Stored data entries
━━━━━━━━

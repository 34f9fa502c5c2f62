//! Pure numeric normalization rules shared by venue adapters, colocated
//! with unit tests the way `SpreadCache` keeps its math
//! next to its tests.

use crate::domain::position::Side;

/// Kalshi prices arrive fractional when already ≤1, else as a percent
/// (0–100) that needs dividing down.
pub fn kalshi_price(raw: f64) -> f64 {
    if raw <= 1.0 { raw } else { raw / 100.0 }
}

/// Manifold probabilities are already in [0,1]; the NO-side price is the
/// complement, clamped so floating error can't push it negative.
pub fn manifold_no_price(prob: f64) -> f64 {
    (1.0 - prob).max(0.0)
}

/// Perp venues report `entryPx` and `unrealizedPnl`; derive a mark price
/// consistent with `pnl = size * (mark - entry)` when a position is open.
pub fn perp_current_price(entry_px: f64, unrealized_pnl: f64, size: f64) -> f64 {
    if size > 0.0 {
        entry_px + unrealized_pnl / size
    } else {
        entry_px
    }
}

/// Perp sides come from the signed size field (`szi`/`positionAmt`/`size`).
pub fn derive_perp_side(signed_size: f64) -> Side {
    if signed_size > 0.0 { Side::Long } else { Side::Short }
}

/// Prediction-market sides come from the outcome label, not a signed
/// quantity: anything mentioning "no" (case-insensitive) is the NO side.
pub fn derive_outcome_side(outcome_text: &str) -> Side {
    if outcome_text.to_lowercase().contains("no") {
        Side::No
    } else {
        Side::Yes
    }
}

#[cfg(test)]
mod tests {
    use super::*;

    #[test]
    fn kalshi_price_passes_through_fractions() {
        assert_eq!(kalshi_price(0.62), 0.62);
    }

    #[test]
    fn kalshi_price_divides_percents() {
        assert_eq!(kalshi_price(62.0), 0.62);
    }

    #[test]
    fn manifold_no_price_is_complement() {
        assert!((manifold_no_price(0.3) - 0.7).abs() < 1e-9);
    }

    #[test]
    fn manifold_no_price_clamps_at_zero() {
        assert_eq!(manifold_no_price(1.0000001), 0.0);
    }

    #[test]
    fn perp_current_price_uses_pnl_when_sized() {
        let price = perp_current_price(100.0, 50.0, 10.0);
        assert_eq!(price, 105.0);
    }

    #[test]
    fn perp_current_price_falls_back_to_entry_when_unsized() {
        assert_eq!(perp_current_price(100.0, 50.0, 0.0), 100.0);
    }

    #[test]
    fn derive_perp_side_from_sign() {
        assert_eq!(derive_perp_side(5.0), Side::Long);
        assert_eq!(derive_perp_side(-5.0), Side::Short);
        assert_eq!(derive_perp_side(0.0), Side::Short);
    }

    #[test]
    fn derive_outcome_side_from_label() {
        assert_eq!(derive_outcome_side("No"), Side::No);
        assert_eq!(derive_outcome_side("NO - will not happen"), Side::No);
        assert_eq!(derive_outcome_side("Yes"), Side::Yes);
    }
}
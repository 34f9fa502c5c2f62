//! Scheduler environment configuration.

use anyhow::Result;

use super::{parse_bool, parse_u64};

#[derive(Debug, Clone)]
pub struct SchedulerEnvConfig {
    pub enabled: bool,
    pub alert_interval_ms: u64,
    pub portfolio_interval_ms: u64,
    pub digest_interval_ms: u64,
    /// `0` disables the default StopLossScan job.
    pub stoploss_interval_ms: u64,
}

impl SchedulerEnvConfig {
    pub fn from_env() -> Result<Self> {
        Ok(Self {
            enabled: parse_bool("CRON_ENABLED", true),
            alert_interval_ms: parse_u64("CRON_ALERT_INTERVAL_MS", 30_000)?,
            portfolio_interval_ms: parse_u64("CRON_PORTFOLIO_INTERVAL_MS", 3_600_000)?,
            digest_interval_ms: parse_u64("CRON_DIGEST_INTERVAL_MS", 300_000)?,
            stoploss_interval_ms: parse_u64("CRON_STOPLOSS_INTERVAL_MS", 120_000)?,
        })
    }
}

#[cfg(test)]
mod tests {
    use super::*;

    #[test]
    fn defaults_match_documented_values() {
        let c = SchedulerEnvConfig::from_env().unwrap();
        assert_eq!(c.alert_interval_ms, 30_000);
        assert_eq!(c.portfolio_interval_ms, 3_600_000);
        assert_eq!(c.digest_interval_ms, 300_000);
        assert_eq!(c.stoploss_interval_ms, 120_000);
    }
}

━━━━━━━━

> Task item
Only an exact copy of the entries above will do.

> Task answer
repository 34f9fa502c5c2f62
//! Pure numeric normalization rules shared by venue adapters, colocated
//! with unit tests the way `SpreadCache` keeps its math
//! next to its tests.

use crate::domain::position::Side;

/// Kalshi prices arrive fractional when already ≤1, else as a percent
/// (0–100) that needs dividing down.
pub fn kalshi_price(raw: f64) -> f64 {
    if raw <= 1.0 { raw } else { raw / 100.0 }
}

/// Manifold probabilities are already in [0,1]; the NO-side price is the
/// complement, clamped so floating error can't push it negative.
pub fn manifold_no_price(prob: f64) -> f64 {
    (1.0 - prob).max(0.0)
}

/// Perp venues report `entryPx` and `unrealizedPnl`; derive a mark price
/// consistent with `pnl = size * (mark - entry)` when a position is open.
pub fn perp_current_price(entry_px: f64, unrealized_pnl: f64, size: f64) -> f64 {
    if size > 0.0 {
        entry_px + unrealized_pnl / size
    } else {
        entry_px
    }
}

/// Perp sides come from the signed size field (`szi`/`positionAmt`/`size`).
pub fn derive_perp_side(signed_size: f64) -> Side {
    if signed_size > 0.0 { Side::Long } else { Side::Short }
}

/// Prediction-market sides come from the outcome label, not a signed
/// quantity: anything mentioning "no" (case-insensitive) is the NO side.
pub fn derive_outcome_side(outcome_text: &str) -> Side {
    if outcome_text.to_lowercase().contains("no") {
        Side::No
    } else {
        Side::Yes
    }
}

#[cfg(test)]
mod tests {
    use super::*;

    #[test]
    fn kalshi_price_passes_through_fractions() {
        assert_eq!(kalshi_price(0.62), 0.62);
    }

    #[test]
    fn kalshi_price_divides_percents() {
        assert_eq!(kalshi_price(62.0), 0.62);
    }

    #[test]
    fn manifold_no_price_is_complement() {
        assert!((manifold_no_price(0.3) - 0.7).abs() < 1e-9);
    }

    #[test]
    fn manifold_no_price_clamps_at_zero() {
        assert_eq!(manifold_no_price(1.0000001), 0.0);
    }

    #[test]
    fn perp_current_price_uses_pnl_when_sized() {
        let price = perp_current_price(100.0, 50.0, 10.0);
        assert_eq!(price, 105.0);
    }

    #[test]
    fn perp_current_price_falls_back_to_entry_when_unsized() {
        assert_eq!(perp_current_price(100.0, 50.0, 0.0), 100.0);
    }

    #[test]
    fn derive_perp_side_from_sign() {
        assert_eq!(derive_perp_side(5.0), Side::Long);
        assert_eq!(derive_perp_side(-5.0), Side::Short);
        assert_eq!(derive_perp_side(0.0), Side::Short);
    }

    #[test]
    fn derive_outcome_side_from_label() {
        assert_eq!(derive_outcome_side("No"), Side::No);
        assert_eq!(derive_outcome_side("NO - will not happen"), Side::No);
        assert_eq!(derive_outcome_side("Yes"), Side::Yes);
    }
}
repository 34f9fa502c5c2f62
//! Scheduler environment configuration.

use anyhow::Result;

use super::{parse_bool, parse_u64};

#[derive(Debug, Clone)]
pub struct SchedulerEnvConfig {
    pub enabled: bool,
    pub alert_interval_ms: u64,
    pub portfolio_interval_ms: u64,
    pub digest_interval_ms: u64,
    /// `0` disables the default StopLossScan job.
    pub stoploss_interval_ms: u64,
}

impl SchedulerEnvConfig {
    pub fn from_env() -> Result<Self> {
        Ok(Self {
            enabled: parse_bool("CRON_ENABLED", true),
            alert_interval_ms: parse_u64("CRON_ALERT_INTERVAL_MS", 30_000)?,
            portfolio_interval_ms: parse_u64("CRON_PORTFOLIO_INTERVAL_MS", 3_600_000)?,
            digest_interval_ms: parse_u64("CRON_DIGEST_INTERVAL_MS", 300_000)?,
            stoploss_interval_ms: parse_u64("CRON_STOPLOSS_INTERVAL_MS", 120_000)?,
        })
    }
}

#[cfg(test)]
mod tests {
    use super::*;

    #[test]
    fn defaults_match_documented_values() {
        let c = SchedulerEnvConfig::from_env().unwrap();
        assert_eq!(c.alert_interval_ms, 30_000);
        assert_eq!(c.portfolio_interval_ms, 3_600_000);
        assert_eq!(c.digest_interval_ms, 300_000);
        assert_eq!(c.stoploss_interval_ms, 120_000);
    }
}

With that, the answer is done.